Last edited: Aug 19, 2010
17. Aug 19, 2010

### kuruman

I am familiar with the equipment Archy mentions. It is probably this
http://store.pasco.com/pascostore/showdetl.cfm?&DID=9&Product_ID=1619&Detail=1
(is this the track, Archy?)

The problem is not the length measurement, but the height difference between the ends. The track is set on a table top anf has a three point support. Two rubber feet about 1/3 of the way from one end and one adjustable (for leveling) foot about 1/3 of the way from the other end. The track is normally inclined by placing a block under the two-feet support, so the height of the block is irrelevant. What matters is the height difference between two matched points on the track separated by two meters. A convenient point would be the edge of the square that has the vertical as its diagonal. One measures the distance from the table top of that edge at the two ends of the track, then one finds the difference.
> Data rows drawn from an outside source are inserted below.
pub trait RedemptionsService {
    /// Creates new pending redemption with a fresh code set for the current
    /// user, after eligibility checks pass
    fn create_redemption(&self, payload: CreateRedemptionPayload) -> ServiceFuture<RedemptionDetails>;
    /// Returns redemption with its business/coupon snapshot by scan code
    fn get_redemption_by_scan_code(&self, scan_code_arg: ScanCode) -> ServiceFuture<Option<RedemptionDetails>>;
    /// Returns the current user's redemptions, newest first
    fn list_redemptions_for_user(&self) -> ServiceFuture<Vec<Redemption>>;
    /// Confirms a pending redemption before its window passes
    fn mark_redeemed(&self, payload: RedeemByScanCodePayload) -> ServiceFuture<Redemption>;
    /// Voids a pending redemption before expiry
    fn cancel_redemption(&self, id_arg: RedemptionId) -> ServiceFuture<Redemption>;
    /// Counts redemptions by status, optionally for one business
    fn redemption_stats(&self, business_id: Option<BusinessId>) -> ServiceFuture<RedemptionStats>;
}

/// Eligibility check evaluated before a redemption is created. All
/// preconditions must hold; each failure maps to its own error so callers can
/// tell "come back later" from "you're capped".
pub fn check_eligibility(coupon: &Coupon, prior_redeemed: i64, now: SystemTime) -> Result<(), Error> {
    if !coupon.is_live(now) {
        return Err(Error::CouponNotLive);
    }

    if let Some(max_total_uses) = coupon.max_total_uses {
        if coupon.current_uses >= max_total_uses {
            return Err(Error::GlobalLimitReached);
        }
    }

    match coupon.usage_limit_type {
        UsageLimit::Unlimited => {}
        _ => {
            if prior_redeemed >= i64::from(coupon.max_uses_per_user) {
                return Err(Error::UserLimitReached);
            }
        }
    }

    Ok(())
}
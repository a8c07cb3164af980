//! Scope enum for authorization
use std::fmt;

// All - allows operating on every record of the resource.
// Owned - restricts the operation to records owned by the requesting user.
#[derive(Clone, Copy, PartialEq, Eq, Debug)]
pub enum Scope {
    All,
    Owned,
}

impl fmt::Display for Scope {
    fn fmt(&self, f: &mut fmt::Formatter) -> fmt::Result {
        match *self {
            Scope::All => write!(f, "all"),
            Scope::Owned => write!(f, "owned"),
        }
    }
}
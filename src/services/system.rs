//! System service, responsible for health check
use futures::future;

use super::types::ServiceFuture;

pub trait SystemService {
    /// Returns ok if the service is up
    fn healthcheck(&self) -> ServiceFuture<String>;
}

#[derive(Clone, Default)]
pub struct SystemServiceImpl;

impl SystemService for SystemServiceImpl {
    fn healthcheck(&self) -> ServiceFuture<String> {
        Box::new(future::ok("Ok".to_string()))
    }
}
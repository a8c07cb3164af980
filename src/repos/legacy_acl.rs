//! Base traits for access control

use models::UserId;

/// Access control layer checked by every repo before data leaves it.
pub trait Acl<Resource, Action, Scope, E, T> {
    /// Tells if a user with `user_id` can do `action` on `resource`.
    /// `scope_checker` returns if this resource is in some scope.
    fn allows(&self, resource: Resource, action: Action, scope_checker: &CheckScope<Scope, T>, obj: Option<&T>) -> Result<bool, E>;
}

pub trait CheckScope<Scope, T> {
    fn is_in_scope(&self, user_id: UserId, scope: &Scope, obj: Option<&T>) -> bool;
}

/// `SystemACL` allows all manipulation with objects in all cases.
#[derive(Clone, Debug, Default)]
pub struct SystemACL;

impl<Resource, Action, Scope, E, T> Acl<Resource, Action, Scope, E, T> for SystemACL {
    fn allows(&self, _resource: Resource, _action: Action, _scope_checker: &CheckScope<Scope, T>, _obj: Option<&T>) -> Result<bool, E> {
        Ok(true)
    }
}
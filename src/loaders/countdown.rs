//! Countdown over a pending redemption's expiry instant.
//!
//! This view is presentation-only: reaching zero here writes nothing. The
//! durable expired transition is always a store write, made by the sweep.

use std::time::{Duration, Instant, SystemTime};

use failure::Error as FailureError;
use futures::{future, Stream};
use tokio::timer::Interval;

/// Remaining whole seconds until `expires_at`, rounded up so a still-valid
/// window never displays zero.
pub fn remaining_seconds(expires_at: SystemTime, now: SystemTime) -> u64 {
    match expires_at.duration_since(now) {
        Ok(remaining) => {
            let seconds = remaining.as_secs();
            if remaining.subsec_nanos() > 0 {
                seconds + 1
            } else {
                seconds
            }
        }
        Err(_) => 0,
    }
}

/// Once-per-second ticks of the remaining validity window. Ends after
/// emitting zero. Dropping the stream cancels the timer and nothing else.
pub fn countdown(expires_at: SystemTime) -> impl Stream<Item = u64, Error = FailureError> {
    let mut emitted_zero = false;
    Interval::new(Instant::now(), Duration::from_secs(1))
        .map_err(FailureError::from)
        .map(move |_| remaining_seconds(expires_at, SystemTime::now()))
        .take_while(move |&remaining| {
            let keep_going = !emitted_zero;
            emitted_zero = remaining == 0;
            future::ok(keep_going)
        })
}

#[cfg(test)]
mod tests {
    use std::time::UNIX_EPOCH;

    use super::*;

    fn at(unix_seconds: u64) -> SystemTime {
        UNIX_EPOCH + Duration::from_secs(unix_seconds)
    }

    #[test]
    fn test_remaining_full_window() {
        let now = at(1_000_000);
        assert_eq!(remaining_seconds(now + Duration::from_secs(60), now), 60);
    }

    #[test]
    fn test_remaining_rounds_partial_seconds_up() {
        let now = at(1_000_000);
        assert_eq!(remaining_seconds(now + Duration::from_millis(500), now), 1);
        assert_eq!(remaining_seconds(now + Duration::from_millis(59_400), now), 60);
    }

    #[test]
    fn test_remaining_zero_at_expiry() {
        let now = at(1_000_000);
        assert_eq!(remaining_seconds(now, now), 0);
    }

    #[test]
    fn test_remaining_zero_after_expiry() {
        let now = at(1_000_000);
        assert_eq!(remaining_seconds(now - Duration::from_secs(10), now), 0);
    }
}
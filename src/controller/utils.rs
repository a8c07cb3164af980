//! Controller utils: body reading and response serialization

use failure::Error as FailureError;
use futures::future::Future;
use futures::{future, Stream};
use hyper;
use serde::de::DeserializeOwned;
use serde::Serialize;
use serde_json;

use super::types::ControllerFuture;
use errors::Error;

/// Reads request body and parses it as json
pub fn parse_body<T>(body: hyper::Body) -> Box<Future<Item = T, Error = FailureError>>
where
    T: DeserializeOwned + 'static,
{
    Box::new(
        read_body(body)
            .map_err(|e| FailureError::from(e).context(Error::Parse).into())
            .and_then(|body| serde_json::from_str::<T>(&body).map_err(|e| FailureError::from(e).context(Error::Parse).into())),
    )
}

/// Reads request body into a string
pub fn read_body(body: hyper::Body) -> impl Future<Item = String, Error = hyper::Error> {
    body.fold(Vec::new(), |mut acc, chunk| {
        acc.extend_from_slice(&*chunk);
        future::ok::<_, hyper::Error>(acc)
    }).map(|bytes| String::from_utf8_lossy(&bytes).into_owned())
}

/// Transforms a service future into a controller future with a json body
pub fn serialize_future<T, F>(fut: F) -> ControllerFuture
where
    T: Serialize + 'static,
    F: Future<Item = T, Error = FailureError> + 'static,
{
    Box::new(fut.and_then(|resp| serde_json::to_string(&resp).map_err(|e| FailureError::from(e).context(Error::Parse).into())))
}
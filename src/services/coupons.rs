//! Coupons Services, presents CRUD operations with coupons

use std::time::SystemTime;

use diesel::connection::AnsiTransactionManager;
use diesel::pg::Pg;
use diesel::Connection;
use failure::Error as FailureError;
use r2d2::ManageConnection;
use validator::Validate;

use super::types::ServiceFuture;
use errors::Error;
use models::validation_rules::validate_coupon_window;
use models::*;
use repos::{CouponSearch, ReposFactory};
use services::Service;

pub trait CouponsService {
    /// Creates new coupon
    fn create_coupon(&self, payload: NewCoupon) -> ServiceFuture<Coupon>;
    /// Returns coupon by id
    fn get_coupon(&self, id_arg: CouponId) -> ServiceFuture<Option<Coupon>>;
    /// Returns coupons that are live right now
    fn list_live_coupons(&self) -> ServiceFuture<Vec<Coupon>>;
    /// Search coupons
    fn find_coupons(&self, search: CouponSearch) -> ServiceFuture<Vec<Coupon>>;
    /// Update coupon
    fn update_coupon(&self, id_arg: CouponId, payload: UpdateCoupon) -> ServiceFuture<Coupon>;
    /// Deactivates coupon
    fn deactivate_coupon(&self, id_arg: CouponId) -> ServiceFuture<Coupon>;
}

impl<
        T: Connection<Backend = Pg, TransactionManager = AnsiTransactionManager> + 'static,
        M: ManageConnection<Connection = T>,
        F: ReposFactory<T>,
    > CouponsService for Service<T, M, F>
{
    /// Creates new coupon
    fn create_coupon(&self, payload: NewCoupon) -> ServiceFuture<Coupon> {
        let user_id = self.dynamic_context.user_id;
        let repo_factory = self.static_context.repo_factory.clone();

        self.spawn_on_pool(move |conn| {
            {
                payload.validate().map_err(Error::Validate).map_err(FailureError::from)?;
                validate_coupon_window(payload.valid_from, payload.valid_until)
                    .map_err(Error::Validate)
                    .map_err(FailureError::from)?;

                let coupons_repo = repo_factory.create_coupons_repo(&*conn, user_id);
                conn.transaction::<Coupon, FailureError, _>(move || coupons_repo.create(payload))
            }.map_err(|e: FailureError| e.context("Service Coupons, create_coupon endpoint error occurred.").into())
        })
    }

    /// Returns coupon by id
    fn get_coupon(&self, id_arg: CouponId) -> ServiceFuture<Option<Coupon>> {
        let user_id = self.dynamic_context.user_id;
        let repo_factory = self.static_context.repo_factory.clone();

        self.spawn_on_pool(move |conn| {
            let coupons_repo = repo_factory.create_coupons_repo(&*conn, user_id);

            coupons_repo
                .get(id_arg)
                .map_err(|e| e.context("Service Coupons, get_coupon endpoint error occurred.").into())
        })
    }

    /// Returns coupons that are live right now
    fn list_live_coupons(&self) -> ServiceFuture<Vec<Coupon>> {
        self.find_coupons(CouponSearch::Live(SystemTime::now()))
    }

    /// Search coupons
    fn find_coupons(&self, search: CouponSearch) -> ServiceFuture<Vec<Coupon>> {
        let user_id = self.dynamic_context.user_id;
        let repo_factory = self.static_context.repo_factory.clone();

        self.spawn_on_pool(move |conn| {
            let coupons_repo = repo_factory.create_coupons_repo(&*conn, user_id);

            coupons_repo
                .find_by(search)
                .map_err(|e| e.context("Service Coupons, find_coupons endpoint error occurred.").into())
        })
    }

    /// Update coupon
    fn update_coupon(&self, id_arg: CouponId, payload: UpdateCoupon) -> ServiceFuture<Coupon> {
        let user_id = self.dynamic_context.user_id;
        let repo_factory = self.static_context.repo_factory.clone();

        self.spawn_on_pool(move |conn| {
            {
                payload.validate().map_err(Error::Validate).map_err(FailureError::from)?;

                let coupons_repo = repo_factory.create_coupons_repo(&*conn, user_id);
                coupons_repo.update(id_arg, payload)
            }.map_err(|e: FailureError| e.context("Service Coupons, update_coupon endpoint error occurred.").into())
        })
    }

    /// Deactivates coupon
    fn deactivate_coupon(&self, id_arg: CouponId) -> ServiceFuture<Coupon> {
        let user_id = self.dynamic_context.user_id;
        let repo_factory = self.static_context.repo_factory.clone();

        self.spawn_on_pool(move |conn| {
            let coupons_repo = repo_factory.create_coupons_repo(&*conn, user_id);

            coupons_repo
                .deactivate(id_arg)
                .map_err(|e| e.context("Service Coupons, deactivate_coupon endpoint error occurred.").into())
        })
    }
}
Of course this method fails if the table top itself is not horizontal ...

Assuming a 2.0 m track (most air tracks have a scale pasted on them so there can be no mistake about its length), then the height difference ought to be given by

gsinθ =g Δh/2.0 m = 2*0.035 = 1.4 cm (one or two centimeters as collinsmark remarked.)

18. Aug 19, 2010

### Archy

The length of the track would be just that as mentioned by kuruman, since that is the exact track used in this experiment.

I didn't do the measuring for the apparatus personally, aside from handling the stopwatch and glider my partners did the rest, but I'll be matching up data with members from other groups to see how valid (or possible) it is. But Collinsmark is right on the part of the block being 0.029m, seeing that how a 29 cm block would make even less sense. That's just about right, it was conversion problem. Sorry on my behalf.

Collectively, there is a possibility if the Δh is half of what it is it would match the 9.8 benchmark quite properly. Which means that it is possible for the real value of Δh to be quite close to half of h;
0.029m/2=0.0145m, which will make gexperiment=9.5696 ms-2.
Which could mean the likeliest problem could be that in the measurement-calculations there.
I see what you mean now, kuruman does have a good point here as well, thank you.

I'll sync up some data with people from other groups to verify this error and maybe be on my way. Or back here.